The futile GDP debate
Few countries in the world indulge in as much futile debates as India does. For example, for more than a year now, economists have been wrangling about how well, or badly, the Indian economy is doing. The government’s chief statistician says it has been doing very well indeed and growing at well over 7 per cent. No, say dozens of economists, including from the Finance ministry and the RBI, it doesn’t ‘feel’ like that and there is something ‘wrong’ somewhere.
So what’s going on? Is the Indian economy doing well or not? Is it really growing at 7.3 per cent or is it growing only at about 5 per cent?
There are two ways of answering this question. One is to ignore it because it doesn’t affect your life. Most sensible citizens all over the world do just this when economists and econometricians start arguing about growth rates. It is not a bad approach to adopt.
The other method is to treat it as an intellectual puzzle worth solving. This involves a little bit of mental pain because you have to deal with some very complex ideas inherent in the “measurement of the level of the rate of growth,” an obsession that started after 1945.
In physics, a rate of increase in speed is called acceleration and it is easy to measure because the mathematics for it exists in the form of differential calculus. But in economics it is very hard indeed because, basically, you are trying to do something that cannot be done accurately. As the more sensible economists point out, it is all an estimate, not something precise like, say, acceleration. So why quibble over what is, at the end of the day, just guesswork?
As usual, the problem lies with definitions. In economics GDP (gross domestic product) can be measured in two ways — at factor cost or market prices. At factors cost, it excludes taxes; at market prices taxes are included. If you think this is complex, try this: GDP at market prices excludes subsidies, which means it is net government revenue that you are concerned with. The more rapidly this revenue grows, the faster will GDP grow. This is what has happened after 2011 when the government started raising the indirect tax rates back to the pre-2009 level. The new method — GDP at market prices — has merely captured that increase.
But wait, that’s not all. GDP growth rates also measure the changes in value addition in production of manufacturing and services. Value addition is the difference between the cost of inputs and the price of the output. If you spent Rs 100 on inputs and sold the output at Rs 120, value addition is Rs 20. If the next year, you spent only Rs 95 and sold at the same price, the growth rate will go up.
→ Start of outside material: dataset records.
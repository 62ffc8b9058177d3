//! Month grid generation for the due-date picker
//!
//! The grid always covers whole weeks: it starts on the configured first
//! weekday on or before the 1st of the month and ends on the last day of the
//! week containing the month's last day.

use chrono::{Datelike, Days, Months, NaiveDate, NaiveDateTime, Weekday};
use std::ops::RangeInclusive;
use serde::{Deserialize, Serialize};
use std::fmt;
use std::str::FromStr;

/// One day tile in the month grid
#[derive(Debug, Clone, Copy, PartialEq, Eq, Serialize)]
#[serde(rename_all = "camelCase")]
pub struct CalendarCell {
    pub date: NaiveDate,
    pub is_current_month: bool,
    pub is_today: bool,
    pub is_selected: bool,
}

/// First day of the week shown in the leftmost column
#[derive(Debug, Clone, Copy, PartialEq, Eq, Default, Serialize, Deserialize)]
#[serde(rename_all = "lowercase")]
pub enum WeekStart {
    #[default]
    Sunday,
    Monday,
}

impl WeekStart {
    pub fn weekday(self) -> Weekday {
        match self {
            WeekStart::Sunday => Weekday::Sun,
            WeekStart::Monday => Weekday::Mon,
        }
    }

    /// The seven weekdays in column order
    pub fn columns(self) -> [Weekday; 7] {
        let mut day = self.weekday();
        let mut out = [day; 7];
        for slot in out.iter_mut().skip(1) {
            day = day.succ();
            *slot = day;
        }
        out
    }

    /// Zero-based column index of `day` in the grid
    pub fn column_of(self, day: Weekday) -> u32 {
        (day.num_days_from_sunday() + 7 - self.weekday().num_days_from_sunday()) % 7
    }
}

impl FromStr for WeekStart {
    type Err = String;

    fn from_str(s: &str) -> Result<Self, Self::Err> {
        match s.trim().to_lowercase().as_str() {
            "sunday" | "sun" => Ok(WeekStart::Sunday),
            "monday" | "mon" => Ok(WeekStart::Monday),
            other => Err(format!("unknown week start '{other}' (expected sunday or monday)")),
        }
    }
}

impl fmt::Display for WeekStart {
    fn fmt(&self, f: &mut fmt::Formatter<'_>) -> fmt::Result {
        match self {
            WeekStart::Sunday => f.write_str("sunday"),
            WeekStart::Monday => f.write_str("monday"),
        }
    }
}

/// Years a working date may fall in. Committed timestamps are ISO-8601 with
/// four-digit years, and late December in Pacific time can already be the
/// next year in UTC.
pub const SUPPORTED_YEARS: RangeInclusive<i32> = 1..=9998;

pub fn is_supported(date: NaiveDate) -> bool {
    SUPPORTED_YEARS.contains(&date.year())
}

/// First day of the month containing `date`
pub fn first_of_month(date: NaiveDate) -> NaiveDate {
    date.with_day(1).unwrap_or(date)
}

/// Last day of the month containing `date`
pub fn last_of_month(date: NaiveDate) -> NaiveDate {
    (28..=31)
        .rev()
        .find_map(|day| NaiveDate::from_ymd_opt(date.year(), date.month(), day))
        .unwrap_or(date)
}

/// Number of days in the month containing `date`
#[cfg(test)]
pub fn days_in_month(date: NaiveDate) -> u32 {
    last_of_month(date).day()
}

/// Move `dt` by `delta` months, keeping the time of day.
///
/// The day of month is clamped to the target month's length, so Jan 31 plus
/// one month is Feb 28 (or 29), never Mar 2. Returns `dt` unchanged if the
/// result would leave chrono's supported range.
pub fn shift_months(dt: NaiveDateTime, delta: i32) -> NaiveDateTime {
    let months = Months::new(delta.unsigned_abs());
    let shifted = if delta >= 0 {
        dt.checked_add_months(months)
    } else {
        dt.checked_sub_months(months)
    };
    shifted.unwrap_or(dt)
}

/// Build the grid for the month containing `reference`.
///
/// `today` and `selected` are dates already normalized to the due-date zone.
/// The result length is always a multiple of seven. It is empty for the first
/// and last months chrono can represent, whose weeks run past its range.
pub fn month_grid(
    reference: NaiveDate,
    today: NaiveDate,
    selected: NaiveDate,
    week_start: WeekStart,
) -> Vec<CalendarCell> {
    let first = first_of_month(reference);
    let last = last_of_month(reference);

    let lead = week_start.column_of(first.weekday());
    let trail = 6 - week_start.column_of(last.weekday());

    let (Some(start), Some(end)) = (
        first.checked_sub_days(Days::new(u64::from(lead))),
        last.checked_add_days(Days::new(u64::from(trail))),
    ) else {
        return Vec::new();
    };

    start
        .iter_days()
        .take_while(|d| *d <= end)
        .map(|date| CalendarCell {
            date,
            is_current_month: date.year() == reference.year()
                && date.month() == reference.month(),
            is_today: date == today,
            is_selected: date == selected,
        })
        .collect()
}

/// Split a grid into week rows
pub fn weeks(cells: &[CalendarCell]) -> impl Iterator<Item = &[CalendarCell]> {
    cells.chunks(7)
}
//! Due-date picker edit state
//!
//! The picker keeps a working copy of the due date while it is open. Only
//! [`DueDatePicker::commit`] and [`DueDatePicker::clear`] reach the issue
//! store, through an [`IssueUpdater`]; every other transition is local.
//!
//! The working date is wall-clock time in [`DUE_DATE_TZ`](crate::clock::DUE_DATE_TZ)
//! at minute precision.

use chrono::{FixedOffset, NaiveDate, NaiveDateTime, NaiveTime, Timelike};
use serde::Serialize;
use thiserror::Error;
use tracing::{debug, warn};

use crate::calendar::{self, CalendarCell, WeekStart};
use crate::clock::{self, Clock};
use crate::types::{parse_timestamp, DueDatePatch};

/// Receives the partial update produced by commit and clear.
///
/// The picker does not wait on or inspect the outcome; implementations own
/// their own failure reporting.
pub trait IssueUpdater {
    fn update_issue(&mut self, patch: DueDatePatch);
}

impl<F: FnMut(DueDatePatch)> IssueUpdater for F {
    fn update_issue(&mut self, patch: DueDatePatch) {
        self(patch)
    }
}

#[derive(Debug, Error, PartialEq, Eq)]
pub enum PickerError {
    #[error("time {hour:02}:{minute:02} is out of range")]
    InvalidTime { hour: u32, minute: u32 },

    #[error("the due date picker is not open")]
    NotOpen,

    #[error("there is no due date to clear")]
    NothingToClear,

    #[error("date {0} is outside the supported range")]
    DateOutOfRange(NaiveDate),
}

#[derive(Debug, Clone, Copy, PartialEq, Eq, Default, Serialize)]
#[serde(tag = "state", rename_all = "camelCase")]
pub enum PickerState {
    #[default]
    Closed,
    Open {
        working: NaiveDateTime,
        /// Offset the working date was seeded with, used to pick an occurrence
        /// of a repeated fall-back hour on commit
        #[serde(skip)]
        offset: FixedOffset,
    },
}

#[derive(Debug, Clone, Default)]
pub struct DueDatePicker {
    state: PickerState,
    week_start: WeekStart,
}

impl DueDatePicker {
    pub fn new(week_start: WeekStart) -> Self {
        Self {
            state: PickerState::Closed,
            week_start,
        }
    }

    pub fn state(&self) -> PickerState {
        self.state
    }

    pub fn is_open(&self) -> bool {
        matches!(self.state, PickerState::Open { .. })
    }

    pub fn week_start(&self) -> WeekStart {
        self.week_start
    }

    /// The date being edited, if the picker is open
    pub fn working(&self) -> Option<NaiveDateTime> {
        match self.state {
            PickerState::Open { working, .. } => Some(working),
            PickerState::Closed => None,
        }
    }

    fn working_mut(&mut self) -> Result<&mut NaiveDateTime, PickerError> {
        match &mut self.state {
            PickerState::Open { working, .. } => Ok(working),
            PickerState::Closed => Err(PickerError::NotOpen),
        }
    }

    /// Open the picker, seeding the working date from `committed`.
    ///
    /// An absent committed value starts from the current moment. A malformed
    /// or out-of-range one is logged and treated the same way. Opening an
    /// already open picker starts a fresh edit.
    pub fn open(&mut self, committed: Option<&str>, clock: &dyn Clock) -> NaiveDateTime {
        let seed = match committed.map(parse_timestamp) {
            Some(Ok(instant)) if calendar::is_supported(clock::to_local(instant).date()) => {
                instant
            }
            Some(Ok(instant)) => {
                warn!(due_date = %instant, "Due date out of range, starting from now");
                clock.now()
            }
            Some(Err(e)) => {
                warn!(error = %e, "Ignoring unreadable due date, starting from now");
                clock.now()
            }
            None => clock.now(),
        };
        let working = clock::truncate_to_minute(clock::to_local(seed));
        let offset = clock::offset_at(seed);

        debug!(working = %working, %offset, "Picker opened");
        self.state = PickerState::Open { working, offset };
        working
    }

    /// Move the working date by `delta` months, clamping the day of month.
    /// Leaving the supported years is an error and keeps the working date.
    pub fn navigate_month(&mut self, delta: i32) -> Result<NaiveDateTime, PickerError> {
        let working = self.working_mut()?;
        let shifted = calendar::shift_months(*working, delta);
        if !calendar::is_supported(shifted.date()) {
            return Err(PickerError::DateOutOfRange(shifted.date()));
        }
        *working = shifted;
        debug!(working = %working, delta, "Navigated month");
        Ok(*working)
    }

    pub fn previous_month(&mut self) -> Result<NaiveDateTime, PickerError> {
        self.navigate_month(-1)
    }

    pub fn next_month(&mut self) -> Result<NaiveDateTime, PickerError> {
        self.navigate_month(1)
    }

    /// Replace the date part of the working date, keeping its time
    pub fn select_day(&mut self, date: NaiveDate) -> Result<NaiveDateTime, PickerError> {
        if !calendar::is_supported(date) {
            return Err(PickerError::DateOutOfRange(date));
        }
        let working = self.working_mut()?;
        *working = date.and_time(working.time());
        debug!(working = %working, "Selected day");
        Ok(*working)
    }

    /// Replace the time of day. Out-of-range input leaves the working date untouched.
    pub fn set_time(&mut self, hour: u32, minute: u32) -> Result<NaiveDateTime, PickerError> {
        let time = NaiveTime::from_hms_opt(hour, minute, 0)
            .ok_or(PickerError::InvalidTime { hour, minute })?;
        let working = self.working_mut()?;
        *working = working.date().and_time(time);
        debug!(working = %working, "Set time");
        Ok(*working)
    }

    pub fn set_hour(&mut self, hour: u32) -> Result<NaiveDateTime, PickerError> {
        let minute = self.working().ok_or(PickerError::NotOpen)?.minute();
        self.set_time(hour, minute)
    }

    pub fn set_minute(&mut self, minute: u32) -> Result<NaiveDateTime, PickerError> {
        let hour = self.working().ok_or(PickerError::NotOpen)?.hour();
        self.set_time(hour, minute)
    }

    /// Send the working date to `updater` and close.
    ///
    /// The picker closes right away whatever the update's eventual outcome.
    pub fn commit<U: IssueUpdater + ?Sized>(
        &mut self,
        updater: &mut U,
    ) -> Result<DueDatePatch, PickerError> {
        let PickerState::Open { working, offset } = self.state else {
            return Err(PickerError::NotOpen);
        };
        let patch = DueDatePatch::set(clock::to_utc(working, Some(offset)));

        debug!(working = %working, due_date = ?patch.due_date, "Committing due date");
        updater.update_issue(patch.clone());
        self.state = PickerState::Closed;
        Ok(patch)
    }

    /// Drop the working date without touching the issue. Returns whether the
    /// picker was open.
    pub fn cancel(&mut self) -> bool {
        let was_open = self.is_open();
        self.state = PickerState::Closed;
        if was_open {
            debug!("Picker cancelled");
        }
        was_open
    }

    /// Remove the committed due date and close. Allowed whether or not the
    /// picker is open, as long as there is something to clear.
    pub fn clear<U: IssueUpdater + ?Sized>(
        &mut self,
        committed: Option<&str>,
        updater: &mut U,
    ) -> Result<DueDatePatch, PickerError> {
        if committed.is_none() {
            return Err(PickerError::NothingToClear);
        }

        let patch = DueDatePatch::clear();
        debug!("Clearing due date");
        updater.update_issue(patch.clone());
        self.state = PickerState::Closed;
        Ok(patch)
    }

    /// Month grid around the working date, `None` while closed
    pub fn grid(&self, clock: &dyn Clock) -> Option<Vec<CalendarCell>> {
        let working = self.working()?;
        let date = working.date();
        Some(calendar::month_grid(date, clock.today(), date, self.week_start))
    }
}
And here lies a paradox: if global prices start rising, say of oil, India’s GDP growth rate will come down! It is high now because global prices of all commodities are low.
If this isn’t sufficiently confusing, here’s another puzzle: can an economy that produces no goods or services but is nevertheless taxed by the government, grow? The answer is yes, it can. Consider this simple example. Suppose you go into a restaurant to eat but before entering you have to pay an entry tax levied by the government. However, you find that the restaurant has run out of food which means no output has been produced and you come out having spent nothing. Yet, the government has collected Rs 100. Now if it raises the tax to Rs 110 the next year and the same thing happened — no food, no bill — the economy would have grown at 10 per cent without producing anything at all!
By now it must be clear that it is not worth bothering too much about precise growth rates such as 7.3 per cent or 6.9 per cent. These are merely indicative numbers. We should bother more about how much more, or less, we are earning this year over the previous one. The rest is best left to the idle but argumentative minds of economists who’re trying to score points over one another.